* _Work to be completed_:
Please copy each line of the records below that holds the word "produced".

Saved data entries
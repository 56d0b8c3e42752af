//! Generator yielding the lines of a text file.
//!
//! The file is opened in the start hook and closed in the end hook, so every
//! pipeline run reads it from the top. Pulling without a start opens it
//! lazily.

use crate::pipeline::nodes::source::Generator;
use crate::pipeline::value::Value;
use anyhow::Context;
use std::fs::File;
use std::io::{BufRead, BufReader, Lines};
use std::path::{Path, PathBuf};

pub struct LineReader {
    path: PathBuf,
    lines: Option<Lines<BufReader<File>>>,
    skip_blank: bool,
}

impl LineReader {
    pub fn new(path: impl Into<PathBuf>) -> Self {
        Self {
            path: path.into(),
            lines: None,
            skip_blank: false,
        }
    }

    /// Skip lines that are empty after trimming.
    pub fn skip_blank(mut self, skip: bool) -> Self {
        self.skip_blank = skip;
        self
    }

    pub fn path(&self) -> &Path {
        &self.path
    }

    pub fn is_open(&self) -> bool {
        self.lines.is_some()
    }

    fn open(&mut self) -> anyhow::Result<()> {
        let file = File::open(&self.path)
            .with_context(|| format!("failed to open {}", self.path.display()))?;
        self.lines = Some(BufReader::new(file).lines());
        tracing::debug!("LineReader opened {:?}", self.path);
        Ok(())
    }
}

impl Generator for LineReader {
    fn next_item(&mut self) -> anyhow::Result<Option<Value>> {
        if self.lines.is_none() {
            self.open()?;
        }
        let Some(lines) = self.lines.as_mut() else {
            return Ok(None);
        };
        for line in lines.by_ref() {
            let line =
                line.with_context(|| format!("failed to read {}", self.path.display()))?;
            if self.skip_blank && line.trim().is_empty() {
                continue;
            }
            return Ok(Some(Value::Str(line)));
        }
        Ok(None)
    }

    fn on_start(&mut self) -> anyhow::Result<()> {
        self.open()
    }

    fn on_end(&mut self) -> anyhow::Result<()> {
        if self.lines.take().is_some() {
            tracing::debug!("LineReader closed {:?}", self.path);
        }
        Ok(())
    }
}
//! Graph introspection.
//!
//! `Topology::enumerate` walks the wiring depth-first from a root and records
//! every reachable node with its direct predecessors. The post-order it
//! produces (upstream before downstream, each node once) drives lifecycle
//! hooks; the adjacency is what a renderer consumes through
//! [`TopologySnapshot`].

use crate::pipeline::error::{PipelineError, PipelineResult};
use crate::pipeline::graph::Graph;
use crate::pipeline::id::NodeId;
use crate::pipeline::node_type::NodeType;
use serde::{Deserialize, Serialize};
use std::collections::BTreeMap;
use std::fmt::Write;

/// Nodes reachable from a root, with their direct predecessors.
#[derive(Debug, Clone, PartialEq, Eq)]
pub struct Topology {
    root: NodeId,
    order: Vec<NodeId>,
    predecessors: BTreeMap<NodeId, Vec<NodeId>>,
}

impl Topology {
    /// Depth-first walk from `root`, following upstream wiring.
    pub fn enumerate(graph: &Graph, root: NodeId) -> PipelineResult<Self> {
        let mut visited = vec![false; graph.len()];
        let mut order = Vec::new();
        let mut predecessors = BTreeMap::new();
        let mut stack = vec![(root, false)];

        graph.node(root)?;
        while let Some((id, expanded)) = stack.pop() {
            if expanded {
                order.push(id);
                continue;
            }
            if visited[id.index()] {
                continue;
            }
            visited[id.index()] = true;

            let preds = graph.predecessors(id)?;
            predecessors.insert(id, preds.to_vec());
            stack.push((id, true));
            // Reversed so the first-wired predecessor is walked first.
            for &p in preds.iter().rev() {
                if !visited[p.index()] {
                    stack.push((p, false));
                }
            }
        }

        Ok(Self {
            root,
            order,
            predecessors,
        })
    }

    /// Check that every reachable node is wired to as many predecessors as
    /// its function takes. Sources take none; every other node at least one.
    pub fn validate(&self, graph: &Graph) -> PipelineResult<()> {
        for &id in &self.order {
            let node = graph.node(id)?;
            let starved = node.previous().is_empty() && node.node_type() != NodeType::Source;
            if starved || node.previous().len() != node.arity() {
                return Err(PipelineError::Unwired {
                    node_id: id,
                    label: node.name().to_string(),
                    expected: node.arity().max(1),
                    actual: node.previous().len(),
                });
            }
        }
        Ok(())
    }

    pub fn root(&self) -> NodeId {
        self.root
    }

    /// Reachable nodes, each after all of its predecessors.
    pub fn order(&self) -> &[NodeId] {
        &self.order
    }

    pub fn predecessors(&self, id: NodeId) -> Option<&[NodeId]> {
        self.predecessors.get(&id).map(Vec::as_slice)
    }

    pub fn adjacency(&self) -> &BTreeMap<NodeId, Vec<NodeId>> {
        &self.predecessors
    }

    pub fn contains(&self, id: NodeId) -> bool {
        self.predecessors.contains_key(&id)
    }

    /// Reachable nodes without predecessors.
    pub fn sources(&self) -> impl Iterator<Item = NodeId> + '_ {
        self.order
            .iter()
            .copied()
            .filter(|id| self.predecessors.get(id).is_some_and(Vec::is_empty))
    }

    pub fn len(&self) -> usize {
        self.order.len()
    }

    pub fn is_empty(&self) -> bool {
        self.order.is_empty()
    }

    /// Read-only view with display names, for renderers.
    pub fn snapshot(&self, graph: &Graph) -> PipelineResult<TopologySnapshot> {
        let mut nodes = Vec::with_capacity(self.order.len());
        for &id in &self.order {
            let node = graph.node(id)?;
            let predecessors = node
                .previous()
                .iter()
                .map(|&p| graph.name(p).map(str::to_string))
                .collect::<PipelineResult<Vec<_>>>()?;
            nodes.push(NodeSnapshot {
                id,
                name: node.name().to_string(),
                kind: node.node_type(),
                predecessors,
            });
        }
        Ok(TopologySnapshot {
            root: graph.name(self.root)?.to_string(),
            nodes,
        })
    }
}

/// Snapshot of a single node.
#[derive(Debug, Clone, PartialEq, Eq, Serialize, Deserialize)]
pub struct NodeSnapshot {
    pub id: NodeId,
    pub name: String,
    pub kind: NodeType,
    /// Display names of the direct predecessors, in wiring order.
    pub predecessors: Vec<String>,
}

/// Complete topology snapshot, upstream nodes first.
#[derive(Debug, Clone, PartialEq, Eq, Serialize, Deserialize)]
pub struct TopologySnapshot {
    pub root: String,
    pub nodes: Vec<NodeSnapshot>,
}

impl TopologySnapshot {
    pub fn find(&self, name: &str) -> Option<&NodeSnapshot> {
        self.nodes.iter().find(|n| n.name == name)
    }

    /// Graphviz DOT rendering, edges pointing downstream.
    pub fn to_dot(&self) -> String {
        let mut out = String::from("digraph pipeline {\n    rankdir=LR;\n");
        for node in &self.nodes {
            let shape = match node.kind {
                NodeType::Source => "invhouse",
                NodeType::Filter => "diamond",
                NodeType::Action => "note",
                NodeType::Pipeline => "doubleoctagon",
                NodeType::Transform => "box",
            };
            let _ = writeln!(
                out,
                "    \"{}\" [shape={}];",
                escape(&node.name),
                shape
            );
        }
        for node in &self.nodes {
            for pred in &node.predecessors {
                let _ = writeln!(
                    out,
                    "    \"{}\" -> \"{}\";",
                    escape(pred),
                    escape(&node.name)
                );
            }
        }
        out.push_str("}\n");
        out
    }
}

fn escape(name: &str) -> String {
    name.replace('\\', "\\\\").replace('"', "\\\"")
}

#[cfg(test)]
mod tests {
    use super::*;
    use crate::pipeline::node::Node;
    use crate::pipeline::value::Value;

    fn diamond() -> (Graph, [NodeId; 4]) {
        let mut graph = Graph::new();
        let a = graph.add(Node::source_iter([1]).with_label("a")).unwrap();
        let b = graph
            .add_connected(Node::map(|v| Ok(v.clone())).with_label("b"), &[a])
            .unwrap();
        let c = graph
            .add_connected(Node::map(|v| Ok(v.clone())).with_label("c"), &[a])
            .unwrap();
        let d = graph
            .add_connected(
                Node::transform(2, |_| Ok(Value::Unit)).with_label("d"),
                &[b, c],
            )
            .unwrap();
        (graph, [a, b, c, d])
    }

    #[test]
    fn test_post_order_visits_each_node_once() {
        let (graph, [a, b, c, d]) = diamond();
        let topo = Topology::enumerate(&graph, d).unwrap();
        assert_eq!(topo.order(), &[a, b, c, d]);
        assert_eq!(topo.predecessors(d), Some(&[b, c][..]));
        assert_eq!(topo.sources().collect::<Vec<_>>(), vec![a]);
        topo.validate(&graph).unwrap();
    }

    #[test]
    fn test_partial_walk_from_inner_node() {
        let (graph, [a, b, c, _]) = diamond();
        let topo = Topology::enumerate(&graph, b).unwrap();
        assert_eq!(topo.order(), &[a, b]);
        assert!(!topo.contains(c));
    }

    #[test]
    fn test_validate_reports_dangling_node() {
        let mut graph = Graph::new();
        let t = graph.add(Node::map(|v| Ok(v.clone()))).unwrap();
        let topo = Topology::enumerate(&graph, t).unwrap();
        assert!(matches!(
            topo.validate(&graph),
            Err(PipelineError::Unwired { expected: 1, actual: 0, .. })
        ));
    }

    #[test]
    fn test_snapshot_and_dot() {
        let (graph, [_, _, _, d]) = diamond();
        let snap = Topology::enumerate(&graph, d).unwrap().snapshot(&graph).unwrap();
        assert_eq!(snap.root, "d");
        assert_eq!(snap.find("d").unwrap().predecessors, vec!["b", "c"]);
        assert_eq!(snap.find("a").unwrap().kind, NodeType::Source);

        let dot = snap.to_dot();
        assert!(dot.starts_with("digraph pipeline {"));
        assert!(dot.contains("\"a\" -> \"b\";"));
        assert!(dot.contains("\"c\" -> \"d\";"));
        assert!(dot.contains("\"a\" [shape=invhouse];"));
    }

    #[test]
    fn test_unknown_root() {
        let graph = Graph::new();
        assert!(matches!(
            Topology::enumerate(&graph, NodeId(0)),
            Err(PipelineError::UnknownNode(_))
        ));
    }
}
//! Pipeline facade: lifecycle-wrapped evaluation of a terminal node.
//!
//! A `Pipeline` adds one pass-through node downstream of its terminal. The
//! facade carries the run mode, so `run` is a single call:
//!
//! ```text
//! enumerate + validate ─► start (upstream first) ─► evaluate ─► end
//!                                     │                          ▲
//!                                     └──── failure / cancel ────┘
//! ```
//!
//! The facade is an ordinary node, so a pipeline can feed a larger graph.

use crate::pipeline::error::{PipelineError, PipelineResult};
use crate::pipeline::graph::Graph;
use crate::pipeline::id::NodeId;
use crate::pipeline::node::{Node, NodeOptions};
use crate::pipeline::outcome::Evaluation;
use crate::pipeline::topology::{Topology, TopologySnapshot};
use std::collections::HashSet;

/// Overrides for the run mode a pipeline copies from its terminal.
#[derive(Debug, Clone, Copy, Default, PartialEq, Eq)]
pub struct PipelineOptions {
    pub aggregate: Option<bool>,
    pub collect: Option<bool>,
}

impl PipelineOptions {
    pub fn single() -> Self {
        Self {
            aggregate: Some(false),
            collect: None,
        }
    }

    pub fn aggregate(collect: bool) -> Self {
        Self {
            aggregate: Some(true),
            collect: Some(collect),
        }
    }
}

/// Handle to a pipeline facade inside a [`Graph`].
#[derive(Debug, Clone, Copy, PartialEq, Eq)]
pub struct Pipeline {
    node: NodeId,
    terminal: NodeId,
}

impl Pipeline {
    /// Wrap an already wired terminal node.
    pub fn from_terminal(graph: &mut Graph, terminal: NodeId) -> PipelineResult<Self> {
        Self::from_terminal_with(graph, terminal, PipelineOptions::default())
    }

    pub fn from_terminal_with(
        graph: &mut Graph,
        terminal: NodeId,
        options: PipelineOptions,
    ) -> PipelineResult<Self> {
        let inherited = graph.node(terminal)?.options();
        let facade = Node::pipeline().with_options(NodeOptions {
            aggregate: options.aggregate.unwrap_or(inherited.aggregate),
            collect: options.collect.unwrap_or(inherited.collect),
            ..NodeOptions::default()
        });
        let node = graph.add_connected(facade, &[terminal])?;
        tracing::debug!(
            "Pipeline {} wraps {}",
            graph.name(node)?,
            graph.name(terminal)?
        );
        Ok(Self { node, terminal })
    }

    /// Wire `chain` left to right and wrap its last node.
    ///
    /// Every node of the chain must still be unwired, and every node after
    /// the first must take exactly one input. Nothing is wired unless the
    /// whole chain is acceptable.
    pub fn from_chain(graph: &mut Graph, chain: &[NodeId]) -> PipelineResult<Self> {
        Self::from_chain_with(graph, chain, PipelineOptions::default())
    }

    pub fn from_chain_with(
        graph: &mut Graph,
        chain: &[NodeId],
        options: PipelineOptions,
    ) -> PipelineResult<Self> {
        let Some(&last) = chain.last() else {
            return Err(PipelineError::EmptyChain);
        };

        let mut seen = HashSet::with_capacity(chain.len());
        for (i, &id) in chain.iter().enumerate() {
            let node = graph.node(id)?;
            if !seen.insert(id) {
                return Err(PipelineError::CycleDetected {
                    from: chain[i - 1],
                    to: id,
                });
            }
            if !node.previous().is_empty() {
                return Err(PipelineError::ChainAlreadyWired {
                    node_id: id,
                    label: node.name().to_string(),
                });
            }
            if i > 0 && node.arity() != 1 {
                return Err(PipelineError::ArityMismatch {
                    node_id: id,
                    label: node.name().to_string(),
                    expected: node.arity(),
                    actual: 1,
                });
            }
        }

        for pair in chain.windows(2) {
            graph.connect(pair[1], &[pair[0]])?;
        }
        Self::from_terminal_with(graph, last, options)
    }

    /// The facade node, for wiring this pipeline into a larger graph.
    pub fn node_id(&self) -> NodeId {
        self.node
    }

    pub fn terminal(&self) -> NodeId {
        self.terminal
    }

    pub fn topology(&self, graph: &Graph) -> PipelineResult<Topology> {
        Topology::enumerate(graph, self.node)
    }

    pub fn snapshot(&self, graph: &Graph) -> PipelineResult<TopologySnapshot> {
        self.topology(graph)?.snapshot(graph)
    }

    /// Start every reachable node, evaluate the facade, end every node.
    ///
    /// End hooks run whenever start succeeded, whatever the evaluation did.
    /// An evaluation error takes precedence over an end hook error. A
    /// cancellation request made by an end hook is dropped with the run.
    pub fn run(&self, graph: &mut Graph) -> PipelineResult<Evaluation> {
        let topology = self.topology(graph)?;
        topology.validate(graph)?;

        graph.start_all(topology.order())?;
        tracing::debug!(
            "Running {} over {} node(s)",
            graph.name(self.node)?,
            topology.len()
        );
        let evaluation = graph.evaluate(self.node);
        let ended = graph.end_all(topology.order());
        graph.cancel_token().reset();

        let evaluation = evaluation?;
        ended?;
        if let Some(summary) = evaluation.as_aggregated() {
            tracing::info!(
                "{}: {} pass(es), {} produced, {} filtered{}",
                graph.name(self.terminal)?,
                summary.passes(),
                summary.produced,
                summary.filtered,
                if summary.cancelled { ", cancelled" } else { "" }
            );
        }
        Ok(evaluation)
    }
}
//! Test graph builders

use pullgraph_rs::pipeline::{Graph, Node, NodeId, Pipeline, PipelineOptions, Value};

/// Builds a source followed by unwired integer stages, then chains them.
pub struct ChainBuilder {
    graph: Graph,
    ids: Vec<NodeId>,
}

impl ChainBuilder {
    pub fn from_items<I>(items: I) -> Self
    where
        I: IntoIterator<Item = i64>,
        I::IntoIter: Send + 'static,
    {
        let mut graph = Graph::new();
        let source = graph
            .add(Node::source_iter(items).with_label("source"))
            .expect("source label is unique");
        Self {
            graph,
            ids: vec![source],
        }
    }

    pub fn map<F>(self, label: &str, mut f: F) -> Self
    where
        F: FnMut(i64) -> i64 + Send + 'static,
    {
        self.stage(Node::map(move |v| {
            let x = v.as_int().ok_or_else(|| anyhow::anyhow!("expected an int, got {}", v))?;
            Ok(Value::Int(f(x)))
        })
        .with_label(label))
    }

    pub fn keep<F>(self, label: &str, mut pred: F) -> Self
    where
        F: FnMut(i64) -> bool + Send + 'static,
    {
        self.stage(Node::predicate(move |v| v.as_int().is_some_and(&mut pred)).with_label(label))
    }

    pub fn stage(mut self, node: Node) -> Self {
        let id = self.graph.add(node).expect("stage label is unique");
        self.ids.push(id);
        self
    }

    pub fn ids(&self) -> &[NodeId] {
        &self.ids
    }

    pub fn build(self, options: PipelineOptions) -> (Graph, Pipeline) {
        let mut graph = self.graph;
        let pipeline =
            Pipeline::from_chain_with(&mut graph, &self.ids, options).expect("chain is valid");
        (graph, pipeline)
    }
}

#[cfg(test)]
mod tests {
    use super::*;

    #[test]
    fn test_chain_builder() {
        let (graph, pipeline) = ChainBuilder::from_items([1, 2])
            .map("double", |x| x * 2)
            .build(PipelineOptions::default());
        assert_eq!(graph.name(pipeline.terminal()).unwrap(), "double");
    }
}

* _Expected answer_:
                "{}: {} pass(es), {} produced, {} filtered{}",
                summary.produced,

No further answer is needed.